Records supplied Start Marker

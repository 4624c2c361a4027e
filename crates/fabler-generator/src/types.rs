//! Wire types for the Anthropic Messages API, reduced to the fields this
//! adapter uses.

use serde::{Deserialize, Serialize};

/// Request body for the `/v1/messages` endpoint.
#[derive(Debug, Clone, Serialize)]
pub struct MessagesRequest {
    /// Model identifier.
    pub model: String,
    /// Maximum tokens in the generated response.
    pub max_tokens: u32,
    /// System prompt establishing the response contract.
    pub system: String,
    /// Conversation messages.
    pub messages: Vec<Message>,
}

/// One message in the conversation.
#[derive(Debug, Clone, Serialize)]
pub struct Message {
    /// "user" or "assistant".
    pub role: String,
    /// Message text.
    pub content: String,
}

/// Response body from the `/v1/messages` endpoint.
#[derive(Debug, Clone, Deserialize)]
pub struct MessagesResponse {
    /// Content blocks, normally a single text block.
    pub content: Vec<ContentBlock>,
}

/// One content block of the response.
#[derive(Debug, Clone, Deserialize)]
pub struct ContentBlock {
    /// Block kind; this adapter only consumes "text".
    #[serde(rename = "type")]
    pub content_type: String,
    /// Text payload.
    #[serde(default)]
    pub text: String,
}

Records supplied End Marker
Records supplied Start Marker

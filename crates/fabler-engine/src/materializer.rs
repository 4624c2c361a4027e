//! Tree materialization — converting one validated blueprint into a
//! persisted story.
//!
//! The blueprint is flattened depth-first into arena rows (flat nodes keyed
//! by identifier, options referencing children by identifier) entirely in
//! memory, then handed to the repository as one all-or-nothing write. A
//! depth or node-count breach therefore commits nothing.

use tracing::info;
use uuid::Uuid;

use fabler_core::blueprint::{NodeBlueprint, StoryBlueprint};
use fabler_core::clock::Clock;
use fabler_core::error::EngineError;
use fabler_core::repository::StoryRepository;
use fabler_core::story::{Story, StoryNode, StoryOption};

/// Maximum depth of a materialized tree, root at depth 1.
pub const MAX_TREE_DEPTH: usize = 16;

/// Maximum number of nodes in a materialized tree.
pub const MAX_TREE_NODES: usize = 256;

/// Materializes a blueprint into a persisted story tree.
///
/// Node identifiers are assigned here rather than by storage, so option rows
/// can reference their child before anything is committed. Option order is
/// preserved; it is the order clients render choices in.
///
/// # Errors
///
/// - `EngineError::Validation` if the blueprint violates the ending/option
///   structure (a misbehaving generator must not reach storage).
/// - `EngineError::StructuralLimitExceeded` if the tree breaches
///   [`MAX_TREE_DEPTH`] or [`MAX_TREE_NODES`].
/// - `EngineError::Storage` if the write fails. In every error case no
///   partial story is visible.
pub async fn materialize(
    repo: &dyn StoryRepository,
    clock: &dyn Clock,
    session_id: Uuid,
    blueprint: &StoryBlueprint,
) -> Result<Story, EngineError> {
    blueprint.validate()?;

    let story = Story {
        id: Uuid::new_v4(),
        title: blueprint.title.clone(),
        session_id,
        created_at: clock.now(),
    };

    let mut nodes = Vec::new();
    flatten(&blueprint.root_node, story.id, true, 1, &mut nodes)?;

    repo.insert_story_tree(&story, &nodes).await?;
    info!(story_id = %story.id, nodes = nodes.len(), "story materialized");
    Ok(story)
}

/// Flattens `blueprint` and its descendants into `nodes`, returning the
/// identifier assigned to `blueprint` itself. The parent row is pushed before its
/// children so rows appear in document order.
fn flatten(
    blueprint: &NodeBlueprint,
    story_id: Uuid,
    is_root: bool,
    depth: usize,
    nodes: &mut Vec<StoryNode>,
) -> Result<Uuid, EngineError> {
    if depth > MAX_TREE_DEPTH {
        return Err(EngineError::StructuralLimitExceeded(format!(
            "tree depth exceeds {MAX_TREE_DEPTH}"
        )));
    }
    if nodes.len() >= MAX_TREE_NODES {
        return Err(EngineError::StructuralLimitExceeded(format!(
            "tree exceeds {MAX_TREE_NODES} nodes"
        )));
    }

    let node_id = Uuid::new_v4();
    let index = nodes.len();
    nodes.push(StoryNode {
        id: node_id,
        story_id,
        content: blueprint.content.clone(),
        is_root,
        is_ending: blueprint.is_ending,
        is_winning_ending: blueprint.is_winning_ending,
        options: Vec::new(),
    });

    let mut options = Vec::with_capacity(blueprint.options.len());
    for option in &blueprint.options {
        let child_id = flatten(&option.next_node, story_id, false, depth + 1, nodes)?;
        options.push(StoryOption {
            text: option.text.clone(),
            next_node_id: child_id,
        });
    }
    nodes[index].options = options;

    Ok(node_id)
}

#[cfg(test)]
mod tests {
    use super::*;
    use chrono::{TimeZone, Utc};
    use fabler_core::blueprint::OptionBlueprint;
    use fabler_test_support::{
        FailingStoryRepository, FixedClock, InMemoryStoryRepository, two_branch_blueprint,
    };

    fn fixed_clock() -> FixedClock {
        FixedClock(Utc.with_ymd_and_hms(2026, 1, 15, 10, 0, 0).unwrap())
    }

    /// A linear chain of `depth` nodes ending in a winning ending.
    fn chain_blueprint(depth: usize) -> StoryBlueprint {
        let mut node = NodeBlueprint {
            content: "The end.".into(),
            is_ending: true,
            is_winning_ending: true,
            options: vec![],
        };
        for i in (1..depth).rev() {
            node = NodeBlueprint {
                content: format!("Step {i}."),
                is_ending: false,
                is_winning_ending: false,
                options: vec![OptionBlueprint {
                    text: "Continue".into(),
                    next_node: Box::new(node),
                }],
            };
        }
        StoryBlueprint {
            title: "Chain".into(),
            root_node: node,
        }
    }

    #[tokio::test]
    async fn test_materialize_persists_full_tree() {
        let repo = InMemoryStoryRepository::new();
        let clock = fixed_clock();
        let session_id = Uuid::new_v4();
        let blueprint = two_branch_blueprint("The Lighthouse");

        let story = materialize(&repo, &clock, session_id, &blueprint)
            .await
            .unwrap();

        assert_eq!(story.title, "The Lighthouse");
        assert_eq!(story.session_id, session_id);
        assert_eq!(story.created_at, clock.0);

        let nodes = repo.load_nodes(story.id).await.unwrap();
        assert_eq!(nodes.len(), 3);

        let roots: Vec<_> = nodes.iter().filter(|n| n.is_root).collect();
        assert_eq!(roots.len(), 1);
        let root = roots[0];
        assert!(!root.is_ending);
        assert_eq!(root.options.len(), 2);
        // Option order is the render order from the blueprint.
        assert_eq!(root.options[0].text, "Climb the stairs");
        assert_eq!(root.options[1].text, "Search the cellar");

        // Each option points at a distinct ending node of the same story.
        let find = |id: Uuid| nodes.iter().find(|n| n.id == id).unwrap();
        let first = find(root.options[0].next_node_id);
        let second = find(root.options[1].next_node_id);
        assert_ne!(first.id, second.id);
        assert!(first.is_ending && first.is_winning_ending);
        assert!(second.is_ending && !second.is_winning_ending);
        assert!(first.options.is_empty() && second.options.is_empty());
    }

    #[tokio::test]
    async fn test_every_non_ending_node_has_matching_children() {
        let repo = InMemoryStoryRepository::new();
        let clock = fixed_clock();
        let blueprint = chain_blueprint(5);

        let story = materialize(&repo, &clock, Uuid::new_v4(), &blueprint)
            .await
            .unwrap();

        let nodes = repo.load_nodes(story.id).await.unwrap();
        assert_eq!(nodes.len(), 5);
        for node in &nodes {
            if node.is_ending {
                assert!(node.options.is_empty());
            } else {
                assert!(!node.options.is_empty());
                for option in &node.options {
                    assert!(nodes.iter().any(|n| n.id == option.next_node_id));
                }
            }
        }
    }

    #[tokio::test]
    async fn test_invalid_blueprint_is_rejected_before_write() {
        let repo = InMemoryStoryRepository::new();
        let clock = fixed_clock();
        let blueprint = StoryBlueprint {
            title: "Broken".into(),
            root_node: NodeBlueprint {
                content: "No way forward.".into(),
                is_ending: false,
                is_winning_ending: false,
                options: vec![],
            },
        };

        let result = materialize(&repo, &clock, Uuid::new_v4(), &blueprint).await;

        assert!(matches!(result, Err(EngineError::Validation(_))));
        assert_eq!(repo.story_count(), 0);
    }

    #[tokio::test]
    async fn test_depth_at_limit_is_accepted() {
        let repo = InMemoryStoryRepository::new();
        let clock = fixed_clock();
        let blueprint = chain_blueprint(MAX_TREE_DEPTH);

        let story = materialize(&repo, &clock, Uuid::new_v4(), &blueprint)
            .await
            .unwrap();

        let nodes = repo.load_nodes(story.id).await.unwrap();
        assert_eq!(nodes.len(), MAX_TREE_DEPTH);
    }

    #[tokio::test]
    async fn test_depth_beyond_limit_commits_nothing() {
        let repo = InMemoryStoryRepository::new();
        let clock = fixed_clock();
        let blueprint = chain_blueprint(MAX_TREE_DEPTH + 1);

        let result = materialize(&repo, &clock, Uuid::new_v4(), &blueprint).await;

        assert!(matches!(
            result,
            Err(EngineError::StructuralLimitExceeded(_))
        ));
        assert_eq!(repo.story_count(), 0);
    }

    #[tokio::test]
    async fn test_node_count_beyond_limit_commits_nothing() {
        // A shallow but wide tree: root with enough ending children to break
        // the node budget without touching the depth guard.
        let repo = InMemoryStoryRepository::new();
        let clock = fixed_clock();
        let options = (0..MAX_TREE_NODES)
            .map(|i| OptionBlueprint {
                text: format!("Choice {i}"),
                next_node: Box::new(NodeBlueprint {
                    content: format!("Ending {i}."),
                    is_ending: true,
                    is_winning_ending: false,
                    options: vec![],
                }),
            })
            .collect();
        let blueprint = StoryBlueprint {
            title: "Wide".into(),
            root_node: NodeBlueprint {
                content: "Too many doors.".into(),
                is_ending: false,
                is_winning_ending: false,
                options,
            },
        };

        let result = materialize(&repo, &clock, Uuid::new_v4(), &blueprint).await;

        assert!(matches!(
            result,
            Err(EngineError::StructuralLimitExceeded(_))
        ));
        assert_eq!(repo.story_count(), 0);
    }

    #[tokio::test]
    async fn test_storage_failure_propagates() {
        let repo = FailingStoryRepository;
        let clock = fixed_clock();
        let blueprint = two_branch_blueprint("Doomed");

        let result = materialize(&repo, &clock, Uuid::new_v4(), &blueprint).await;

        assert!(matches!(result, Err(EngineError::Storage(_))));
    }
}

Records supplied End Marker

*Exercise prompt*
When a line in the data contains "find", return it as written.

*Reply*
        let find = |id: Uuid| nodes.iter().find(|n| n.id == id).unwrap();
        let first = find(root.options[0].next_node_id);
        let second = find(root.options[1].next_node_id);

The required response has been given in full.